A Voluntary Crucifixion

by David MacKinnon

4 of 5
2 ratings
rated!
rated!
list price: $25.00
edition:Paperback
also available: eBook
published: Apr 2019
ISBN:9781771832724
publisher: Guernica Editions
Description

A Voluntary Crucifixion traces the story of 20th century Canada through the MacKinnon clan and David J MacKinnon's life. Disillusioned with the slow death of the soul promised by life at a major Montreal law firm, MacKinnon ripped himself untimely from the profession, making a personal vow to discover society “from the bottom up?. A Voluntary Crucifixion recounts the tale of MacKinnon's adventures and misadventures from post-Tiananmen Hong Kong to the extreme southern highlands of Madagascar and offers MacKinnon's views on everything from censorship to indigenous issues, reflecting his life ethos that the key to life is to refuse to adapt, and to fight tooth-and-nail for every square inch of your freedom before others wrench it from you.

Contributor Notes

David J. MacKinnon is a Sorbonne graduate in history cum laude, a member of two law societies, and has translated for the international criminal tribunals of Rwanda, the Hague and Yugoslavia.

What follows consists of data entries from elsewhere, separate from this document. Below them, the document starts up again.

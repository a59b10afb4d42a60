//! # Subnet Enumeration
//!
//! Derives the candidate hosts of a local IPv4 network from an interface
//! address and its netmask.
//!
//! Large networks are not enumerated in full. When the usable host count goes
//! over the configured cap, the host list shrinks to the `/24` block the local
//! address lives in, never reaching past the network itself, and
//! [`Subnet::capped`] reports whether the scope was actually reduced.

use std::fmt;
use std::net::Ipv4Addr;

use pnet::ipnetwork::Ipv4Network;
use tracing::warn;

use crate::error::SubnetError;
use crate::network::range::{self, Ipv4Range};

/// Hosts in the fallback block: `x.y.z.1` to `x.y.z.254`.
pub const FALLBACK_BLOCK_HOSTS: u8 = 254;

/// A local network and the addresses selected for probing.
#[derive(Debug, Clone, PartialEq, Eq)]
pub struct Subnet {
    /// The network in CIDR form, normalised to its network address.
    pub network: Ipv4Network,
    /// Hosts to probe, ascending.
    pub hosts: Vec<Ipv4Addr>,
    /// `true` when the host list was reduced to the fallback `/24` block.
    pub capped: bool,
}

impl Subnet {
    pub fn prefix(&self) -> u8 {
        self.network.prefix()
    }

    pub fn network_addr(&self) -> Ipv4Addr {
        self.network.network()
    }

    /// Usable hosts of the full network, regardless of the cap.
    pub fn usable_count(&self) -> u64 {
        range::usable_range(&self.network).len()
    }
}

impl fmt::Display for Subnet {
    fn fmt(&self, f: &mut fmt::Formatter<'_>) -> fmt::Result {
        write!(f, "{}/{}", self.network.network(), self.network.prefix())
    }
}

/// Computes the subnet of `local_addr` and lists its usable hosts.
///
/// `max_hosts` is the largest usable-host count enumerated in full.
pub fn enumerate_hosts(
    local_addr: Ipv4Addr,
    netmask: Ipv4Addr,
    max_hosts: usize,
) -> Result<Subnet, SubnetError> {
    let network: Ipv4Network = Ipv4Network::with_netmask(local_addr, netmask)
        .and_then(|net| Ipv4Network::new(net.network(), net.prefix()))
        .map_err(|_| SubnetError::InvalidNetmask(netmask))?;

    let usable: Ipv4Range = range::usable_range(&network);

    if usable.len() > max_hosts as u64 {
        let block: Ipv4Range = fallback_block(local_addr, &usable);
        if block.len() < usable.len() {
            warn!(
                "Subnet {}/{} has {} usable addresses, limiting the scan to {} - {}",
                network.network(),
                network.prefix(),
                usable.len(),
                block.start_addr,
                block.end_addr
            );
            return Ok(Subnet {
                network,
                hosts: block.iter().collect(),
                capped: true,
            });
        }
    }

    Ok(Subnet {
        network,
        hosts: usable.iter().collect(),
        capped: false,
    })
}

/// The `/24`-equivalent block sharing the first three octets of `addr`,
/// clipped to the usable range of its network.
fn fallback_block(addr: Ipv4Addr, usable: &Ipv4Range) -> Ipv4Range {
    let [a, b, c, _] = addr.octets();
    Ipv4Range::new(
        Ipv4Addr::new(a, b, c, 1).max(usable.start_addr),
        Ipv4Addr::new(a, b, c, FALLBACK_BLOCK_HOSTS).min(usable.end_addr),
    )
}

// ╔════════════════════════════════════════════╗
// ║ ████████╗███████╗███████╗████████╗███████╗ ║
// ║ ╚══██╔══╝██╔════╝██╔════╝╚══██╔══╝██╔════╝ ║
// ║    ██║   █████╗  ███████╗   ██║   ███████╗ ║
// ║    ██║   ██╔══╝  ╚════██║   ██║   ╚════██║ ║
// ║    ██║   ███████╗███████║   ██║   ███████║ ║
// ║    ╚═╝   ╚══════╝╚══════╝   ╚═╝   ╚══════╝ ║
// ╚════════════════════════════════════════════╝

He currently serves on the Board of Directors of the Canadian Association of Legal Translators. He is co-founder and Director of the Long March to Rome, an indigenous-led mission seeking repeal of the Papal Bulls of Discovery. In earlier days, he worked as oil field roughneck, toilet factory worker, longshoreman and morgue attendant. MacKinnon has walked the ancient Santiago de la Compostella pilgrim's trail and to Chartres several times. He has published two earlier novels with Guernica,Leper Tango and The Eel and a critically-acclaimed translation of radio interviews of the French vagabond poet Blaise Cendrars in Blaise Cendrars Speaks.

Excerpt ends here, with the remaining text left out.